« L’Entroubli », dans la grâce du chaos

Le premier roman de Thibault Daelman raconte son passage de l’enfance à l’âge adulte dans un quartier populaire, entre violence et amour.

Lola Dubois-Carmes  • 5 octobre 2025 abonné·es
« L’Entroubli », dans la grâce du chaos
Le livre raconte l’expérience sensible d’un jeune garçon qui doit composer avec une famille dysfonctionnelle en plus d’une pauvreté inscrite sur son front.
© Le Tripode 2025

L’Entroubli / Thibault Daelman / Le Tripode, 288 pages, 20 euros.

C’est une langue taillée au cordeau, du « sur-mesure ». Afin de raconter son enfance, le narrateur – alter ego de l’auteur, Thibault Daelman, dont ­L’Entroubli est le premier roman – agence les mots d’une manière qui surprend parfois. « J’ai dans le crâne, du verbe au lieu des neurones. Le verbe, sur tout, m’est un souffle », écrit-il.

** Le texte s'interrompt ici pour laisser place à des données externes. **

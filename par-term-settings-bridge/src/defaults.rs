//! Default values for [`crate::config::BridgeConfig`] fields.

// ── Timeouts ───────────────────────────────────────────────────────────────

pub fn request_timeout_ms() -> u64 {
    5000
}

pub fn startup_timeout_ms() -> u64 {
    5000
}

pub fn shutdown_timeout_ms() -> u64 {
    2000
}

// ── Channel ────────────────────────────────────────────────────────────────

/// Descriptor number the preferences process finds its channel end at.
pub fn bus_fd() -> i32 {
    3
}

pub fn bool_false() -> bool {
    false
}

Une fois les premières pages passées et le lecteur acclimaté au rythme singulier de l’auteur, se déroule l’expérience sensible d’un jeune garçon qui doit composer avec une famille dysfonctionnelle en plus d’une pauvreté inscrite sur son front.

Les sensations et le bruit constant de cette famille nombreuse sont la musique de fond de ce roman d’apprentissage qui court de la petite enfance à la majorité. Le récit apparemment convenu du transfuge de classe devient une épopée unique dans laquelle la misère n’est jamais misérabiliste et où tous les personnages sont dignes et complexes. La mère est ainsi tour à tour dure, héroïque, volage, injuste, colérique ou courageuse. Elle considère l’éducation de ses fils comme l’une de ses priorités et s’échine à les placer en école privée, au prix d’ardentes et humiliantes négociations sur les frais d’inscription.

Le narrateur se trouve alors ballotté d’établissements publics à privés, en fonction de la magnanimité du directeur, compliquant davantage la sociabilité de cet adolescent mal dans sa peau. Et lorsqu’il rentre chez lui, le désordre des lieux et les cris de ses frères l’accueillent, telle une peinture banale et trop intense à la fois.

Ligne de crête

Plusieurs épisodes innocents et joyeux, comme les vacances avec le beau-père, l’amitié avec les voisins ou les visites fréquentes chez ses cousins à la campagne, ponctuent le texte de délicieuses scènes de bêtises et d’effervescence. Celles-ci permettent de tenir sur une délicate ligne de crête, celle qui sépare les enfances heureuses des cabossées. Les efforts de l’auteur pour rester authentique vis-à-vis des souvenirs et des réflexions d’antan, sans céder à la tentation de les édulcorer ou de les interpréter, sont palpables.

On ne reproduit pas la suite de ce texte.